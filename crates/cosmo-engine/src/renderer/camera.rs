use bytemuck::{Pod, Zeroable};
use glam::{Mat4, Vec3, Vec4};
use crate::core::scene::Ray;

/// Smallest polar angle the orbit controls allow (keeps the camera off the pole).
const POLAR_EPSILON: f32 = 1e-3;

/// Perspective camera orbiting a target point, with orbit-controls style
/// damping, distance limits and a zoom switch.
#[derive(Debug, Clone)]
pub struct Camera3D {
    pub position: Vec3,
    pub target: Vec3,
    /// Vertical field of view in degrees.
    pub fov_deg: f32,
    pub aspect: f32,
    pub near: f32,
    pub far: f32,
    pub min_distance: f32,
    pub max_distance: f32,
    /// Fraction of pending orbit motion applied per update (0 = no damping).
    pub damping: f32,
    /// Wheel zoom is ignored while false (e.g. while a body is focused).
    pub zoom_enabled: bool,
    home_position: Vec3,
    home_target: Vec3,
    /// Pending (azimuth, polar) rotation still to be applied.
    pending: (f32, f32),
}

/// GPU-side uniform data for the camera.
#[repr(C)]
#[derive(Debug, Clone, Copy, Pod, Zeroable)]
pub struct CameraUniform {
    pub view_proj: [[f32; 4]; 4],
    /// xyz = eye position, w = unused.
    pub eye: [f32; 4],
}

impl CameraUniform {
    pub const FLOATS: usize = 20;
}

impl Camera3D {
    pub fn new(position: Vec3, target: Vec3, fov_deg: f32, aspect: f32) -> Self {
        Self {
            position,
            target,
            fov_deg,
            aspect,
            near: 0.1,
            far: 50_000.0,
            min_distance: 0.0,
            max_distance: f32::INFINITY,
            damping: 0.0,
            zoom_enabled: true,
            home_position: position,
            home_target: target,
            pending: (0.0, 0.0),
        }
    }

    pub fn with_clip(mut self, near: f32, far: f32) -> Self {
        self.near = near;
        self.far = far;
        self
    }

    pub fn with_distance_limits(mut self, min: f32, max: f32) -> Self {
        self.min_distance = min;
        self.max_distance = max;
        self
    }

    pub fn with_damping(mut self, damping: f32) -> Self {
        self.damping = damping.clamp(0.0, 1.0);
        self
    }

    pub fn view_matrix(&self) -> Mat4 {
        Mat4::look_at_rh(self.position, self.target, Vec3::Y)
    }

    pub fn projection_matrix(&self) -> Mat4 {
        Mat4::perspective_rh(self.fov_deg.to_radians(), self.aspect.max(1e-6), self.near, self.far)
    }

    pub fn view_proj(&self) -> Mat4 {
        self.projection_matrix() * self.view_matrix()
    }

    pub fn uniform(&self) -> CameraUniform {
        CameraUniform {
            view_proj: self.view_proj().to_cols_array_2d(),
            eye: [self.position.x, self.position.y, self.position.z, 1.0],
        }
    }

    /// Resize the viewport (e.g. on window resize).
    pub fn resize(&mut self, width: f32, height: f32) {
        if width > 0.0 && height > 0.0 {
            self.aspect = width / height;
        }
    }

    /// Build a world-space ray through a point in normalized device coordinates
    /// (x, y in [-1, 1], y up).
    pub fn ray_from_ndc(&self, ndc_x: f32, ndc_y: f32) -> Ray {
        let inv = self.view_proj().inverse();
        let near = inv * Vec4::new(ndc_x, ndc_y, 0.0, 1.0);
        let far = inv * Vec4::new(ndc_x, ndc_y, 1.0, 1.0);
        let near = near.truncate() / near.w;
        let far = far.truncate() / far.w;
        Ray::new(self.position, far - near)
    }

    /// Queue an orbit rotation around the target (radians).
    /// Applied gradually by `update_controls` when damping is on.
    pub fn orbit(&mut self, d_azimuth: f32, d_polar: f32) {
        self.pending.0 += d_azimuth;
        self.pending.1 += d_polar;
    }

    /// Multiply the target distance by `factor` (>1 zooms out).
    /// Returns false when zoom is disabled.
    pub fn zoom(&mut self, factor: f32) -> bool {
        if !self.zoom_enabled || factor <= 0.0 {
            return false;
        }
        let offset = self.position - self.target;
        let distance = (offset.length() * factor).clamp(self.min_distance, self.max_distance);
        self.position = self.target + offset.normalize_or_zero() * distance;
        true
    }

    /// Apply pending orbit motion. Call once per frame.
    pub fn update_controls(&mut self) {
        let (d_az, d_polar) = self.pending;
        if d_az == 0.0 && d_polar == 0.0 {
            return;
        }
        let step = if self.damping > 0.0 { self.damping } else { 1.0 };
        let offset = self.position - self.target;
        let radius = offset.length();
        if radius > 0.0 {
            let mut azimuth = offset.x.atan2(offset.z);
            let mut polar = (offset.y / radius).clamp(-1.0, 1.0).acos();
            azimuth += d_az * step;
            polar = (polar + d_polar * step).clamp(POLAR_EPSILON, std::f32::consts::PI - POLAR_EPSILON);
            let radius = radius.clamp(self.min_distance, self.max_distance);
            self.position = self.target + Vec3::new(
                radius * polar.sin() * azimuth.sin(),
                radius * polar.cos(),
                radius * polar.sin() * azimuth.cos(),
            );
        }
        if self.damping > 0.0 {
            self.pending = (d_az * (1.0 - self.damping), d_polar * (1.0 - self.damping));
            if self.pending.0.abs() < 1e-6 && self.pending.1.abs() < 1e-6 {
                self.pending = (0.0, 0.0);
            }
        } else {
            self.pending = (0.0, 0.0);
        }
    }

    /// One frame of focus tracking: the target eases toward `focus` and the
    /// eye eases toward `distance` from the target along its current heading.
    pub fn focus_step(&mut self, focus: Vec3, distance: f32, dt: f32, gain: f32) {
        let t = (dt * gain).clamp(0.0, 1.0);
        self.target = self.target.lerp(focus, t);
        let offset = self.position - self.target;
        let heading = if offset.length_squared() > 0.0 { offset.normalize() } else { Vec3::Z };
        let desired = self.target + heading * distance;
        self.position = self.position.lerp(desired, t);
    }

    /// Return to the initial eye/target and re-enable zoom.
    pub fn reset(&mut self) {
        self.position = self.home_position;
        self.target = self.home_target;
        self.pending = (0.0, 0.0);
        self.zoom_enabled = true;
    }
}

◆ WORK ITEM
Report the number of lines in these entries that hold the word "orbit". Add nothing else.

◆ EXERCISE SOLUTION
6